Most people know the dream of discovering a rare and valuable work of art. There it lies unnoticed and waiting for you, in the attic or junk shop or at a car-boot sale, the lost masterpiece which will make your fortune. Since the fantasy is such a common one, the trick for any novelist wishing to use it, as Michael Frayn does in his witty and learned new novel Headlong, is to add enriching complications. What if you, the prospective owner, are an aspiring art historian? What if the current owner is a close but rather objectionable neighbour? What if other paintings are also involved, and other alleged owners, and indeed other art historians?

Martin Clay and his wife Kate are both art historians, though he is comparatively new to the discipline, having begun a philosopher, and she is currently absorbed in their baby Tilda. When they move to their damp country cottage so that Martin can for once meet a deadline and finish a book, they're invited to dinner by the local landowner Tony Churt, a rough, uncompromising but rather shambolic character, "with the grip of a man used to wringing the necks of wounded game birds" (Alan Bates could do the part in a film). Churt has inherited a Giordano, showing the rape of Helen, which he thinks might be worth a bob or two: would Martin care to offer his opinion? Oh, and while he's at it, why not take a look at these three Dutch buggers, smaller in size so presumably worth much less - what about them?

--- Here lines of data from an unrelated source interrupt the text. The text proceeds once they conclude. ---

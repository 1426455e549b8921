use std::fmt;

use serde::{Deserialize, Serialize};

use crate::core::maven::{FABRIC_MAVEN, QUILT_MAVEN};

const FABRIC_META_BASE: &str = "https://meta.fabricmc.net/v2";
const QUILT_META_BASE: &str = "https://meta.quiltmc.org/v3";

/// Mod loaders that publish a launch profile through a meta API.
///
/// Fabric and Quilt share the profile format, so they share one installer.
#[derive(Debug, Clone, Copy, PartialEq, Eq, Serialize, Deserialize)]
#[serde(rename_all = "lowercase")]
pub enum LoaderKind {
    Fabric,
    Quilt,
}

impl LoaderKind {
    pub fn meta_base(&self) -> &'static str {
        match self {
            Self::Fabric => FABRIC_META_BASE,
            Self::Quilt => QUILT_META_BASE,
        }
    }

    /// Repository used for profile libraries that do not name their own.
    pub fn default_maven(&self) -> &'static str {
        match self {
            Self::Fabric => FABRIC_MAVEN,
            Self::Quilt => QUILT_MAVEN,
        }
    }

    /// `fabric-loader-0.18.4-1.21.11`
    pub fn loader_id(&self, loader_version: &str, game_version: &str) -> String {
        format!("{}-loader-{loader_version}-{game_version}", self.slug())
    }

    pub fn profile_url(&self, meta_base: &str, game_version: &str, loader_version: &str) -> String {
        format!(
            "{}/versions/loader/{game_version}/{loader_version}/profile/json",
            meta_base.trim_end_matches('/')
        )
    }

    fn slug(&self) -> &'static str {
        match self {
            Self::Fabric => "fabric",
            Self::Quilt => "quilt",
        }
    }
}

impl fmt::Display for LoaderKind {
    fn fmt(&self, f: &mut fmt::Formatter<'_>) -> fmt::Result {
        match self {
            Self::Fabric => f.write_str("Fabric"),
            Self::Quilt => f.write_str("Quilt"),
        }
    }
}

In fact, one of these Dutch buggers is a Bruegel, the "Merrymakers", a representation of spring painted in 1565, and part - the missing part - of his great sequence on the Seasons. Or so, at a glance, Martin decides. His problem is how to get the painting from Churt (who is desperate for money to keep up his estate) without letting him know its origin and value. To begin with, he doesn't even let Kate know, but treks up to London to confirm his hunch. His library researches there excite him. It wouldn't be the first Bruegel to appear out of the blue centuries later: the last, a minor work, sold for nearly pounds 1m. Of course Martin is not thinking about the money, but of professional recognition, and public duty, and the good he will do the nation, indeed the world. Still ...

Thus begins his headlong pursuit, much of it cerebral, since he has to convince himself, then Kate, then Churt's attractive young wife Laura - who mistakes his interest in the painting for a desire to go to bed with her - that he is a) right b) behaving honourably and c) not going to screw it up. His anxieties and intellectual self-justifications are part of the novel's manic pace. His growing obsession with Bruegel, which sends him off at various tangents, threatens the success of his scam. And learning about the personal turmoil in which Bruegel painted his canvas only adds to his own.

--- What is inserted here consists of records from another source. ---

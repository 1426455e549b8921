use crate::core::downloader::ArtifactFetcher;
use crate::core::platform::Platform;
use crate::core::progress::ProgressSink;
use crate::core::state::GameLayout;

/// Everything an installer step needs: where files go, how they are fetched,
/// which platform they are for and who hears about progress.
#[derive(Clone, Copy)]
pub struct InstallContext<'a> {
    pub fetcher: &'a dyn ArtifactFetcher,
    pub layout: &'a GameLayout,
    pub platform: Platform,
    pub progress: &'a dyn ProgressSink,
}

If the scholarship in Headlong points to Michael Frayn's own deep fascination with Bruegel, he never loses the plot. The novel is farce in the best sense, and has affinities with Frayn's screenplay for Clockwise, in which the John Cleese character keeps running up against new obstacles that prevent him from fulfilling his quest. In Martin's case, the obstacles are legion: Churt's brother, who claims the family paintings are his; Churt himself, who wants to clean the Bruegel in rough and ready fashion; a rival art historian called Quiss (always distrust someone whose surname begins with Q); a dodgy London dealer; not to mention thefts, impersonations, dogs, inheritance tax, nominalism, bank loans, mobile phones, car chases, Land Rovers with wonky steering, and - a key motif - baler twine. Among the questions to be faced before the end is one of the oldest in the book: is the price worth paying to save an artistic masterpiece that of a human life?

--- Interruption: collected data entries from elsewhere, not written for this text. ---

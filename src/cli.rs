use std::path::PathBuf;

use clap::{Args, Parser, Subcommand};
use tokio_util::sync::CancellationToken;

use crate::commands::{self, Session};
use crate::core::error::LauncherResult;
use crate::core::state::LauncherConfig;

#[derive(Parser, Debug)]
#[command(version, about, long_about = None)]
pub struct Cli {
    /// Game root directory.
    #[clap(long = "game-dir", global = true)]
    pub game_dir: Option<PathBuf>,

    /// Launcher config file. Defaults to `launcher_config.json` in the game root.
    #[clap(long = "config", global = true)]
    pub config: Option<PathBuf>,

    /// Print progress records as JSON lines on stdout.
    #[clap(long = "json-progress", global = true)]
    pub json_progress: bool,

    #[command(subcommand)]
    pub command: Commands,
}

/// Overrides applied on top of the launcher config for one run.
#[derive(Args, Debug, Clone, Default)]
pub struct ProvisionArgs {
    /// Minecraft version to install.
    #[clap(long = "game-version")]
    pub game_version: Option<String>,

    /// Loader version to install.
    #[clap(long = "loader-version", conflicts_with = "no_loader")]
    pub loader_version: Option<String>,

    /// Install plain Minecraft without a mod loader.
    #[clap(long = "no-loader")]
    pub no_loader: bool,
}

impl ProvisionArgs {
    pub fn apply(&self, config: &mut LauncherConfig) {
        if let Some(version) = &self.game_version {
            config.game_version = version.clone();
        }
        if self.no_loader {
            config.loader = None;
        } else if let (Some(version), Some(loader)) = (&self.loader_version, &mut config.loader) {
            loader.version = version.clone();
        }
    }
}

#[derive(Subcommand, Debug)]
pub enum Commands {
    /// Install Java, the game, the loader and the bundle.
    Provision {
        #[command(flatten)]
        args: ProvisionArgs,
    },

    /// Provision, then start the game.
    Launch {
        #[command(flatten)]
        args: ProvisionArgs,

        /// Player name.
        #[clap(short = 'u', long = "username", default_value = "Player")]
        username: String,

        /// Account UUID. Offline UUID derived from the name when absent.
        #[clap(long = "uuid", requires = "access_token")]
        uuid: Option<String>,

        /// Microsoft access token obtained elsewhere.
        #[clap(long = "access-token", requires = "uuid")]
        access_token: Option<String>,
    },

    /// Show or reset `settings.json`.
    Settings {
        #[command(subcommand)]
        action: SettingsAction,
    },

    /// Print host memory and launcher version.
    SystemInfo,
}

#[derive(Subcommand, Debug, Clone, Copy)]
pub enum SettingsAction {
    Show,
    Reset,
}

impl Cli {
    pub async fn run(self, cancel: CancellationToken) -> LauncherResult<()> {
        let session = Session::open(self.game_dir, self.config, self.json_progress, cancel)?;

        match self.command {
            Commands::Provision { args } => {
                let report = commands::provision(&session, &args).await?;
                commands::print_missing_libraries(report.missing_libraries());
                println!("Java: {}", report.java.display());
                println!("Minecraft {} ready", report.version.details.id);
            }

            Commands::Launch {
                args,
                username,
                uuid,
                access_token,
            } => {
                let account = commands::account(&username, uuid.as_deref(), access_token.as_deref());
                let outcome = commands::launch_game(&session, &args, &account).await?;
                if let Some(code) = outcome.exit_code {
                    println!("Game exited with code {}", code);
                }
            }

            Commands::Settings { action } => match action {
                SettingsAction::Show => commands::show_settings(&session)?,
                SettingsAction::Reset => commands::reset_settings(&session)?,
            },

            Commands::SystemInfo => commands::system_info()?,
        }

        Ok(())
    }
}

The novel is narrated by Martin, and though mostly reliable as a narrator (he may lie to himself, but he doesn't lie to us), in practically every other respect, and especially in respect of practicality, he can't be relied on at all. Reading him, you feel like a child at a pantomime, exasperatedly aware of what's behind him, or under his nose, frustrated at his inability to see and do the obvious. Against the odds (for he's too cold a fish to be really likeable), you're desperate for him to succeed. But Frayn masterfully manipulates events so that he won't or can't, not yet. As you're dragged into his headlong race for fame and riches, you never know what will happen next, only that more torture lies in store.

To play the torturer for nearly 400 pages, yet give pleasure to the reader, takes special charm and cunning. Frayn works the trick so that we, like Martin, are trapped inside a labyrinth of narrative. It's a pity only that the cover of Headlong shows a real painting by Bruegel, "The Fall of Icarus". But the imaginary one discovered by Martin is described in persuasive, loving detail within. And the scenario the novel invents for us - a landscape of human comedy, with sadness etched beneath - is a homage to Bruegel in Frayn's own manner.